| YOUR INSTRUCTIONS |
Your job is to report every line of the entries that has "MockPin".

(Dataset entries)
----

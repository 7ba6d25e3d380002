use crate::hal::gpio::OutputPin;
use std::vec::Vec;

#[derive(Clone, Debug, Default)]
pub struct MockPin {
    pub state: bool,
    pub changes: Vec<bool>,
}

impl MockPin {
    pub fn is_high(&self) -> bool { self.state }
    pub fn is_low(&self) -> bool { !self.state }
}

impl OutputPin for MockPin {
    fn set_low(&mut self) {
        self.state = false;
        self.changes.push(self.state);
    }

    fn set_high(&mut self) {
        self.state = true;
        self.changes.push(self.state);
    }
}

----

| FINISHED EXERCISE |
pub struct MockPin {
impl MockPin {
impl OutputPin for MockPin {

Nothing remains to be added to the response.